- [Materials provided]:
++++++

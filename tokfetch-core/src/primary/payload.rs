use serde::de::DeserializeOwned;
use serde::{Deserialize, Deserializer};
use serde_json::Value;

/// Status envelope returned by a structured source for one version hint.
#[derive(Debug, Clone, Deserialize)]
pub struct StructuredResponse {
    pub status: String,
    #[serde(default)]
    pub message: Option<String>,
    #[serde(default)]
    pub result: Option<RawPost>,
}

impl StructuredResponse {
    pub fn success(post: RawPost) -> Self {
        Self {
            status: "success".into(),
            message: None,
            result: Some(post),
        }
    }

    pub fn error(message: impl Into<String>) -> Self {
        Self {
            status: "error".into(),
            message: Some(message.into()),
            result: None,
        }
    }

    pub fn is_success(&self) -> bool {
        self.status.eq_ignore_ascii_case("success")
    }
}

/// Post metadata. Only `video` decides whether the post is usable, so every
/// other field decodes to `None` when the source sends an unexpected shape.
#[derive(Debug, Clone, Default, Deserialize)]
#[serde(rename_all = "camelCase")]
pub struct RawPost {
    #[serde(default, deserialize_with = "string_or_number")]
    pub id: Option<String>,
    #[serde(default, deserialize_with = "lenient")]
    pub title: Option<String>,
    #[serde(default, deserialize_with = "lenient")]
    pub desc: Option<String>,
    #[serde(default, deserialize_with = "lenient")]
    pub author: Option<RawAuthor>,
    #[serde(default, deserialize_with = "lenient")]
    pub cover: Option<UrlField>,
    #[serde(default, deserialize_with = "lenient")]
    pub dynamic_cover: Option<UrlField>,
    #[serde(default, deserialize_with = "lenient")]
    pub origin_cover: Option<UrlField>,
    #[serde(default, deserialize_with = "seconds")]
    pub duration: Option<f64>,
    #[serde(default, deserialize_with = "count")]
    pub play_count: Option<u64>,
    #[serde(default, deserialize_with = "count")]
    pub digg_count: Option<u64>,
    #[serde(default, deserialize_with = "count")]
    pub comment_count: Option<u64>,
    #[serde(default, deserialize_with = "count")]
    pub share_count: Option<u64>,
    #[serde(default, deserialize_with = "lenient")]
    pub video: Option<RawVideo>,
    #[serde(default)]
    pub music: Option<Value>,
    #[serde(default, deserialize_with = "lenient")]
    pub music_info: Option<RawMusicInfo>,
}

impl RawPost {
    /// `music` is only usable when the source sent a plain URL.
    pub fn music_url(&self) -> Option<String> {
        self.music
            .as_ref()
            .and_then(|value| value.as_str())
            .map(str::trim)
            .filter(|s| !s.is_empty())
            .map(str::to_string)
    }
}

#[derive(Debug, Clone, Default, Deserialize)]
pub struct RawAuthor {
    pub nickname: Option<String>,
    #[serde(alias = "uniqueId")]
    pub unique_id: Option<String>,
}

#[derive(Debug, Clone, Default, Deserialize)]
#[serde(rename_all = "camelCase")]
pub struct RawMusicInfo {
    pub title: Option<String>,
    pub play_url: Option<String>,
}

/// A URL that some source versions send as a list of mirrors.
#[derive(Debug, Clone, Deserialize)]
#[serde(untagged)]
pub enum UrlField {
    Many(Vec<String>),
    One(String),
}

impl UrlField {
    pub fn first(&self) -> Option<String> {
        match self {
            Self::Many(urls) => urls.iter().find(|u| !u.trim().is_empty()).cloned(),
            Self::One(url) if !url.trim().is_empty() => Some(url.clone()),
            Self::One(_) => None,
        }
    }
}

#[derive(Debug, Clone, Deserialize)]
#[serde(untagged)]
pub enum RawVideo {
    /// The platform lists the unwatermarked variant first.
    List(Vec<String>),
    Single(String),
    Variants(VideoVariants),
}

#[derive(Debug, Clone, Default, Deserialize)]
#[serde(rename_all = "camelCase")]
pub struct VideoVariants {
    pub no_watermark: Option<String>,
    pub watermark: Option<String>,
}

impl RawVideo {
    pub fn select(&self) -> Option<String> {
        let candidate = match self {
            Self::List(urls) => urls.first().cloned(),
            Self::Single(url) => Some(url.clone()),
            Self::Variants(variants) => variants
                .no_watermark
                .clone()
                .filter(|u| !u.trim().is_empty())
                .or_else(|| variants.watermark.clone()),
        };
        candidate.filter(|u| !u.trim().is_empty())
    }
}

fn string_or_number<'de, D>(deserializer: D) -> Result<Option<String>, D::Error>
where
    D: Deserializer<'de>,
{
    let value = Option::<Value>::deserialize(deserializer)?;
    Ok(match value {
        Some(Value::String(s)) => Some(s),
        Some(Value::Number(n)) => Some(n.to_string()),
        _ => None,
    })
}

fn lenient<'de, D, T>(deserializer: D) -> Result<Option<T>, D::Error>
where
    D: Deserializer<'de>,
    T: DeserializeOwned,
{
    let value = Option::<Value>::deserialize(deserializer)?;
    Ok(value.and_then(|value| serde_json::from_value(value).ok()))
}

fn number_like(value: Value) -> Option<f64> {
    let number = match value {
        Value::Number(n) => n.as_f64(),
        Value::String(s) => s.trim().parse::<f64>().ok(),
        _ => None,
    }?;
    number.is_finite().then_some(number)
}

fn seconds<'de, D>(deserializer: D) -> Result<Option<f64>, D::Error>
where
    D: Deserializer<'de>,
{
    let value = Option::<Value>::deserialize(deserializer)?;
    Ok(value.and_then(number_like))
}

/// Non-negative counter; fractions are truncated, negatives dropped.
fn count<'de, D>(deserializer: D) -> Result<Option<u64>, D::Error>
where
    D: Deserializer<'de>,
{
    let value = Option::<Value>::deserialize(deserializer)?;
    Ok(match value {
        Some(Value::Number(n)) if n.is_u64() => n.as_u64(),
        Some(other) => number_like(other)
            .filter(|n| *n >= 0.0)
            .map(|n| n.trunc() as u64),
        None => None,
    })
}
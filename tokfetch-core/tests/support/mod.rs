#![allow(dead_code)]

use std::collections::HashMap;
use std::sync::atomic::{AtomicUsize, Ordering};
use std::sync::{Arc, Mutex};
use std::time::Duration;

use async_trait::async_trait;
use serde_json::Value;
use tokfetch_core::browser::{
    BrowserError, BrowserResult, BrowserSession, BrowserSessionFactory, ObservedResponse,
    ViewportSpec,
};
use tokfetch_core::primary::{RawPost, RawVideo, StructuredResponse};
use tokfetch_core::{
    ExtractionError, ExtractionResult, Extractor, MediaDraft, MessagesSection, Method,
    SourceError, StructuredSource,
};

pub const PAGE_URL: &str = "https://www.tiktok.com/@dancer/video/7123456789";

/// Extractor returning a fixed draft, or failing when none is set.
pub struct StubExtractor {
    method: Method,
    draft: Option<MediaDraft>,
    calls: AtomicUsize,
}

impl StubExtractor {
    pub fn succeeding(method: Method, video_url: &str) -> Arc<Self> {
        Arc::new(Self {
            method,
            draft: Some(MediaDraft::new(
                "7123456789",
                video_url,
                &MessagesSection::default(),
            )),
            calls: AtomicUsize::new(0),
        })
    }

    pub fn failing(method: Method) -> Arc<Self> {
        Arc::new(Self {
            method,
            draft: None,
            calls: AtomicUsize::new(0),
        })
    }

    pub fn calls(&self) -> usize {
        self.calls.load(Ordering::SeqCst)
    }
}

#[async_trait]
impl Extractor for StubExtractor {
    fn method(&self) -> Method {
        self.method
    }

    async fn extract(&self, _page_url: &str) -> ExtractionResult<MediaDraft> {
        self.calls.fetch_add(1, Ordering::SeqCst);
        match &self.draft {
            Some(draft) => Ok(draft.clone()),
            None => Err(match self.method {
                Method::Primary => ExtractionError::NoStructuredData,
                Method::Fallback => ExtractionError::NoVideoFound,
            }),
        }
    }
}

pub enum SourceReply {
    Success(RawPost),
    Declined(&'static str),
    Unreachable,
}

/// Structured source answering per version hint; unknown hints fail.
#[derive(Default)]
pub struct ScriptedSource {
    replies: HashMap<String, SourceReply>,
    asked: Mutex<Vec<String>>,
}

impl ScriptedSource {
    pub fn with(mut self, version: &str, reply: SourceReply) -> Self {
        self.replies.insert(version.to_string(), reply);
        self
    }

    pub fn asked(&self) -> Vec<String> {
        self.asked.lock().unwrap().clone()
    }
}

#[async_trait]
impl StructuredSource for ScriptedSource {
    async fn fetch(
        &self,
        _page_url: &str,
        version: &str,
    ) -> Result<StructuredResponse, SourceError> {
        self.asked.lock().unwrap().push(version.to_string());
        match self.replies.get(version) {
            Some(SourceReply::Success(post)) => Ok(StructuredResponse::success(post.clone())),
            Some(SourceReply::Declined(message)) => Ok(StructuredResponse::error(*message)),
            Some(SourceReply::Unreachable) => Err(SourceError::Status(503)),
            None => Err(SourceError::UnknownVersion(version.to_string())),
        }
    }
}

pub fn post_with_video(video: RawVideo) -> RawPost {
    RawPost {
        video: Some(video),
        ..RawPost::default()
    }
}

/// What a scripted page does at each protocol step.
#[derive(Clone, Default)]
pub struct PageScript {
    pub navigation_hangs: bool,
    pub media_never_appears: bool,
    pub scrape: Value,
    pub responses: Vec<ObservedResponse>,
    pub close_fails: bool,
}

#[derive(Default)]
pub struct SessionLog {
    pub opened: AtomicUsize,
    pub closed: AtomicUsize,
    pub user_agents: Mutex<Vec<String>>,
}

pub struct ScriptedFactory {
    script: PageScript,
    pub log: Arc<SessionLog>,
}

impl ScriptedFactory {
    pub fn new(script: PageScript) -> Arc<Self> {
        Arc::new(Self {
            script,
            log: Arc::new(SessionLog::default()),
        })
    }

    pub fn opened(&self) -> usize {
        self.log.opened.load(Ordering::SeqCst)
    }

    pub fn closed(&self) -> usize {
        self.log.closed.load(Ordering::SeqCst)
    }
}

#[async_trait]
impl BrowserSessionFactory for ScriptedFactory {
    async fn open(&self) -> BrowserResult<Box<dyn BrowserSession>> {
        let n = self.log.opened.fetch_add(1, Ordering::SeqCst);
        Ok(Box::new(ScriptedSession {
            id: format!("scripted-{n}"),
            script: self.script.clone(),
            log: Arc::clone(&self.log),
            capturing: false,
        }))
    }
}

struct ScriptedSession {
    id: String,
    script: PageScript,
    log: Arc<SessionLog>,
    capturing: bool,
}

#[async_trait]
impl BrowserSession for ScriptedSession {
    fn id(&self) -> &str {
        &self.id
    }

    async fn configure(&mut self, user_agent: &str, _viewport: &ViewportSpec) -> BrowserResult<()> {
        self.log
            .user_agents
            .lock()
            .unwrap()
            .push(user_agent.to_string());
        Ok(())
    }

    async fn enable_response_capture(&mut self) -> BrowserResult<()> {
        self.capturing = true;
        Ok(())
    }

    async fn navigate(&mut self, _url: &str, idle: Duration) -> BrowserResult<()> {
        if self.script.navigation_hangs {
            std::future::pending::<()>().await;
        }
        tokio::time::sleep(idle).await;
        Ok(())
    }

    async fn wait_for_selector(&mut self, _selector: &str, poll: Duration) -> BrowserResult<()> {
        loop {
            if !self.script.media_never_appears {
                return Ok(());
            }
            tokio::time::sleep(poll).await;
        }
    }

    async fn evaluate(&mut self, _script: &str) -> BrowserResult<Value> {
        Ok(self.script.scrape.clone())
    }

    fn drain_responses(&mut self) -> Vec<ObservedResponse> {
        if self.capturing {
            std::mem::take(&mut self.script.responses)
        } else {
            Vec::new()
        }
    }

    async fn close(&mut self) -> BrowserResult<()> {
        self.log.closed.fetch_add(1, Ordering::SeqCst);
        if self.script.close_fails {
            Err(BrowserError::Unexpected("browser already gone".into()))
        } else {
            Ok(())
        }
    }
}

++++++

- [Instructions for the task]: Filter the entries down to the lines that include the string "MessagesSection".

- [The completed task]:
    ExtractionError, ExtractionResult, Extractor, MediaDraft, MessagesSection, Method,
                &MessagesSection::default(),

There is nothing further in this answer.